__Your instructions__. Lines from the top of the entries down to the line with "ticker.trim().to_uppercase()" must be set down exactly as they stand, with both ends retained.

--- --- ---

use dashmap::DashMap;
use std::time::{Duration, Instant};

/// Thread-safe TTL cache keyed by upper-cased ticker.
///
/// A zero TTL disables the cache: inserts are dropped and lookups miss.
pub struct TickerCache<V> {
    data: DashMap<String, CacheEntry<V>>,
    ttl: Duration,
}

struct CacheEntry<V> {
    value: V,
    expires_at: Instant,
}

fn cache_key(ticker: &str) -> String {
    ticker.trim().to_uppercase()
}

impl<V: Clone> TickerCache<V> {
    pub fn new(ttl: Duration) -> Self {
        Self {
            data: DashMap::new(),
            ttl,
        }
    }

    pub fn is_enabled(&self) -> bool {
        !self.ttl.is_zero()
    }

    /// Get a live entry; expired entries are evicted on read.
    pub fn get(&self, ticker: &str) -> Option<V> {
        let key = cache_key(ticker);
        let expired = match self.data.get(&key) {
            Some(entry) if entry.expires_at > Instant::now() => return Some(entry.value.clone()),
            Some(_) => true,
            None => false,
        };
        if expired {
            // Re-checked under the write lock so a concurrent refresh survives.
            self.data
                .remove_if(&key, |_, entry| entry.expires_at <= Instant::now());
        }
        None
    }

    pub fn insert(&self, ticker: &str, value: V) {
        if !self.is_enabled() {
            return;
        }
        self.data.insert(
            cache_key(ticker),
            CacheEntry {
                value,
                expires_at: Instant::now() + self.ttl,
            },
        );
    }

    /// Drop every expired entry, returning how many were removed.
    pub fn purge_expired(&self) -> usize {
        let before = self.data.len();
        let now = Instant::now();
        self.data.retain(|_, entry| entry.expires_at > now);
        before.saturating_sub(self.data.len())
    }

    /// Number of entries, including expired ones not yet purged.
    pub fn len(&self) -> usize {
        self.data.len()
    }

    pub fn is_empty(&self) -> bool {
        self.data.is_empty()
    }
}

#[cfg(test)]
mod tests {
    use super::*;

    #[test]
    fn test_cache_basic() {
        let cache = TickerCache::new(Duration::from_secs(60));
        cache.insert("msft", 1);
        assert_eq!(cache.get("MSFT"), Some(1));
        assert_eq!(cache.get(" msft "), Some(1));
        assert_eq!(cache.get("AAPL"), None);
    }

    #[test]
    fn test_cache_expiration() {
        let cache = TickerCache::new(Duration::from_millis(10));
        cache.insert("MSFT", 1);
        std::thread::sleep(Duration::from_millis(20));
        assert_eq!(cache.get("MSFT"), None);
        assert!(cache.is_empty());
    }

    #[test]
    fn test_zero_ttl_disables() {
        let cache = TickerCache::new(Duration::ZERO);
        assert!(!cache.is_enabled());
        cache.insert("MSFT", 1);
        assert_eq!(cache.get("MSFT"), None);
        assert_eq!(cache.len(), 0);
    }

    #[test]
    fn test_purge_expired() {
        let cache = TickerCache::new(Duration::from_millis(10));
        cache.insert("MSFT", 1);
        cache.insert("AAPL", 2);
        std::thread::sleep(Duration::from_millis(20));
        assert_eq!(cache.purge_expired(), 2);
        assert!(cache.is_empty());
    }

    #[test]
    fn test_expired_read_keeps_refreshed_entry() {
        let cache = TickerCache::new(Duration::from_millis(10));
        cache.insert("MSFT", 1);
        std::thread::sleep(Duration::from_millis(20));

        // refreshed between the stale read and the eviction
        cache.insert("MSFT", 2);
        cache
            .data
            .remove_if("MSFT", |_, entry| entry.expires_at <= Instant::now());
        assert_eq!(cache.get("MSFT"), Some(2));

        std::thread::sleep(Duration::from_millis(20));
        assert_eq!(cache.get("MSFT"), None);
        assert!(cache.is_empty());
    }

    #[test]
    fn test_overwrite() {
        let cache = TickerCache::new(Duration::from_secs(60));
        cache.insert("MSFT", 1);
        cache.insert("MSFT", 2);
        assert_eq!(cache.get("MSFT"), Some(2));
        assert_eq!(cache.len(), 1);
    }
}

--- --- ---

__Task solution__.
use dashmap::DashMap;
use std::time::{Duration, Instant};

/// Thread-safe TTL cache keyed by upper-cased ticker.
///
/// A zero TTL disables the cache: inserts are dropped and lookups miss.
pub struct TickerCache<V> {
    data: DashMap<String, CacheEntry<V>>,
    ttl: Duration,
}

struct CacheEntry<V> {
    value: V,
    expires_at: Instant,
}

fn cache_key(ticker: &str) -> String {
    ticker.trim().to_uppercase()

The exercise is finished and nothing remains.